//! User/episode association DTOs.

use serde::{Deserialize, Serialize};
use utoipa::{IntoParams, ToSchema};

use crate::persistence::models::UserEpisode;

/// Request body for `POST /api/user-episodes`.
#[derive(Debug, Clone, Deserialize, ToSchema)]
pub struct CreateUserEpisodeRequest {
    /// User identifier.
    #[serde(default)]
    pub user: String,
    /// Episode identifier.
    #[serde(default)]
    pub episode: String,
}

/// Query for `GET /api/user-episodes`. Exactly one filter is used;
/// `user` wins when both are sent.
#[derive(Debug, Clone, Default, Deserialize, IntoParams)]
#[into_params(parameter_in = Query)]
pub struct UserEpisodeQuery {
    /// Select associations of this user.
    #[serde(default)]
    pub user: Option<String>,
    /// Select associations with this episode.
    #[serde(default)]
    pub episode: Option<String>,
}

/// One association row.
#[derive(Debug, Clone, PartialEq, Eq, Serialize, ToSchema)]
pub struct UserEpisodeDto {
    /// Row id.
    pub id: i64,
    /// User identifier.
    pub user: String,
    /// Episode identifier.
    pub episode: String,
    /// Progress marker, if any.
    #[serde(skip_serializing_if = "Option::is_none")]
    pub progress: Option<String>,
    /// Creation timestamp as stored.
    pub created_at: String,
}

impl From<UserEpisode> for UserEpisodeDto {
    fn from(row: UserEpisode) -> Self {
        Self {
            id: row.id,
            user: row.user,
            episode: row.episode,
            progress: row.progress,
            created_at: row.created_at,
        }
    }
}

/// Response for `GET /api/user-episodes?user=`.
#[derive(Debug, Clone, Serialize, ToSchema)]
pub struct UserEpisodesResponse {
    /// Episodes the user engaged with.
    pub episodes: Vec<UserEpisodeDto>,
}

/// Response for `GET /api/user-episodes?episode=`.
#[derive(Debug, Clone, Serialize, ToSchema)]
pub struct EpisodeUsersResponse {
    /// Users engaged with the episode.
    pub users: Vec<UserEpisodeDto>,
}

/// Response for `GET /api/user-episodes`, shaped by the filter used.
#[derive(Debug, Clone, Serialize, ToSchema)]
#[serde(untagged)]
pub enum UserEpisodeListing {
    /// Filtered by user.
    ByUser(UserEpisodesResponse),
    /// Filtered by episode.
    ByEpisode(EpisodeUsersResponse),
}
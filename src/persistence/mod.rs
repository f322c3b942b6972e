//! Persistence layer: hosted-database table access.
//!
//! [`TableStore`] is the port for the hosted database: insert a row into a
//! named table, or select rows by an equality filter. Rows cross the port
//! as JSON objects and are decoded into typed records by [`models`].
//! [`supabase::SupabaseRestClient`] implements the port over the Supabase
//! REST API.

pub mod models;
pub mod supabase;

use async_trait::async_trait;

use crate::error::ExternalServiceError;

/// An untyped table row as returned by the hosted database.
pub type Row = serde_json::Map<String, serde_json::Value>;

/// Result alias for table-store calls.
pub type StoreResult<T> = Result<T, ExternalServiceError>;

/// Row-level access to hosted-database tables.
#[async_trait]
pub trait TableStore: Send + Sync {
    /// Inserts `row` into `table` and returns the stored rows.
    async fn insert(&self, table: &str, row: Row) -> StoreResult<Vec<Row>>;

    /// Returns the rows of `table` whose `column` equals `value`.
    async fn select_where_eq(&self, table: &str, column: &str, value: &str)
    -> StoreResult<Vec<Row>>;
}
//! Episode handlers: the catalogue under `/api/events` and the on-chain
//! episode contracts under `/api/episodes`.

use axum::extract::{Path, Query, State};
use axum::response::IntoResponse;
use axum::routing::get;
use axum::{Json, Router};
use chrono::Utc;

use crate::api::auth::BearerToken;
use crate::api::dto::{
    ChainEpisodesResponse, EpisodeDashboardDto, EpisodeDetailDto, EpisodeEventsResponse,
    EpisodesResponse, ListQuery, PoolDto,
};
use crate::app_state::AppState;
use crate::error::{ErrorResponse, GatewayError};

/// `GET /api/events`: List catalogue episodes.
///
/// # Errors
///
/// Never fails; unknown filter values yield an empty list.
#[utoipa::path(
    get,
    path = "/api/events",
    tag = "Events",
    summary = "List insurance episodes",
    description = "Returns the episode catalogue, optionally filtered by status and category. A filter value that names no known status or category matches nothing.",
    params(ListQuery),
    responses(
        (status = 200, description = "Episode list", body = EpisodesResponse),
    )
)]
pub async fn list_events(
    State(state): State<AppState>,
    Query(query): Query<ListQuery>,
) -> Result<impl IntoResponse, GatewayError> {
    Ok(Json(state.episode_service.get_episodes(&query).await))
}

/// `GET /api/events/{id}`: Episode detail with rules.
///
/// # Errors
///
/// Returns [`GatewayError::NotFound`] if the episode does not exist.
#[utoipa::path(
    get,
    path = "/api/events/{id}",
    tag = "Events",
    summary = "Get episode detail",
    description = "Returns one episode together with its covered event, financial terms and resolution rules.",
    params(
        ("id" = String, Path, description = "Episode identifier"),
    ),
    responses(
        (status = 200, description = "Episode detail", body = EpisodeDetailDto),
        (status = 404, description = "Episode not found", body = ErrorResponse),
    )
)]
pub async fn get_event(
    State(state): State<AppState>,
    Path(id): Path<String>,
) -> Result<impl IntoResponse, GatewayError> {
    Ok(Json(state.episode_service.get_episode_detail(&id).await?))
}

/// `GET /api/events/{id}/pool`: Pool funding an episode.
///
/// # Errors
///
/// Returns [`GatewayError::NotFound`] if no pool funds the episode.
#[utoipa::path(
    get,
    path = "/api/events/{id}/pool",
    tag = "Events",
    summary = "Get the pool of an episode",
    description = "Returns the pool that funds the given episode.",
    params(
        ("id" = String, Path, description = "Episode identifier"),
    ),
    responses(
        (status = 200, description = "Pool", body = PoolDto),
        (status = 404, description = "No pool for this episode", body = ErrorResponse),
    )
)]
pub async fn get_event_pool(
    State(state): State<AppState>,
    Path(id): Path<String>,
) -> Result<impl IntoResponse, GatewayError> {
    Ok(Json(state.pool_service.get_pool_for_episode(&id).await?))
}

/// `GET /api/events/{id}/dashboard`: Episode detail with countdowns.
///
/// # Errors
///
/// Returns [`GatewayError::Unauthorized`] without a bearer token and
/// [`GatewayError::NotFound`] if the episode does not exist.
#[utoipa::path(
    get,
    path = "/api/events/{id}/dashboard",
    tag = "Events",
    summary = "Get the dashboard of an episode",
    description = "Returns the episode detail plus the seconds left until the pool closes and the event window ends. Requires a bearer token.",
    params(
        ("id" = String, Path, description = "Episode identifier"),
    ),
    responses(
        (status = 200, description = "Episode dashboard", body = EpisodeDashboardDto),
        (status = 401, description = "Missing bearer token", body = ErrorResponse),
        (status = 404, description = "Episode not found", body = ErrorResponse),
    )
)]
pub async fn get_event_dashboard(
    _token: BearerToken,
    State(state): State<AppState>,
    Path(id): Path<String>,
) -> Result<impl IntoResponse, GatewayError> {
    Ok(Json(
        state
            .episode_service
            .get_episode_dashboard(&id, Utc::now())
            .await?,
    ))
}

/// `GET /api/episodes`: Episode contracts deployed by the factory.
///
/// # Errors
///
/// Returns [`GatewayError::Config`] when the factory or explorer is not
/// configured and [`GatewayError::ExternalService`] when the explorer fails.
#[utoipa::path(
    get,
    path = "/api/episodes",
    tag = "Episodes",
    summary = "List on-chain episode contracts",
    description = "Returns the distinct contract addresses created by the episode factory, as reported by the block explorer.",
    responses(
        (status = 200, description = "Episode contract addresses", body = ChainEpisodesResponse),
        (status = 500, description = "Factory or explorer not configured", body = ErrorResponse),
        (status = 502, description = "Block explorer failure", body = ErrorResponse),
    )
)]
pub async fn list_episodes(
    State(state): State<AppState>,
) -> Result<impl IntoResponse, GatewayError> {
    Ok(Json(state.episode_service.get_all_episodes().await?))
}

/// `GET /api/episodes/{address}/events`: Events emitted by an episode.
///
/// # Errors
///
/// Returns [`GatewayError::Config`] when the explorer is not configured and
/// [`GatewayError::ExternalService`] when it fails.
#[utoipa::path(
    get,
    path = "/api/episodes/{address}/events",
    tag = "Episodes",
    summary = "List events of an episode contract",
    description = "Returns the logs emitted by the episode contract, decoded to event names with normalised timestamps and block numbers.",
    params(
        ("address" = String, Path, description = "Episode contract address"),
    ),
    responses(
        (status = 200, description = "Episode events", body = EpisodeEventsResponse),
        (status = 500, description = "Explorer not configured", body = ErrorResponse),
        (status = 502, description = "Block explorer failure", body = ErrorResponse),
    )
)]
pub async fn list_episode_events(
    State(state): State<AppState>,
    Path(address): Path<String>,
) -> Result<impl IntoResponse, GatewayError> {
    Ok(Json(state.episode_service.get_episode_events(&address).await?))
}

/// Episode routes.
pub fn routes() -> Router<AppState> {
    Router::new()
        .route("/api/events", get(list_events))
        .route("/api/events/{id}", get(get_event))
        .route("/api/events/{id}/pool", get(get_event_pool))
        .route("/api/events/{id}/dashboard", get(get_event_dashboard))
        .route("/api/episodes", get(list_episodes))
        .route("/api/episodes/{address}/events", get(list_episode_events))
}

------------------------------------------------

### [TRY IT]
Locate the lines above that hold the word "StoreResult". Show every one of them.

### [TASK OUTPUT]
pub type StoreResult<T> = Result<T, ExternalServiceError>;
    async fn insert(&self, table: &str, row: Row) -> StoreResult<Vec<Row>>;
    -> StoreResult<Vec<Row>>;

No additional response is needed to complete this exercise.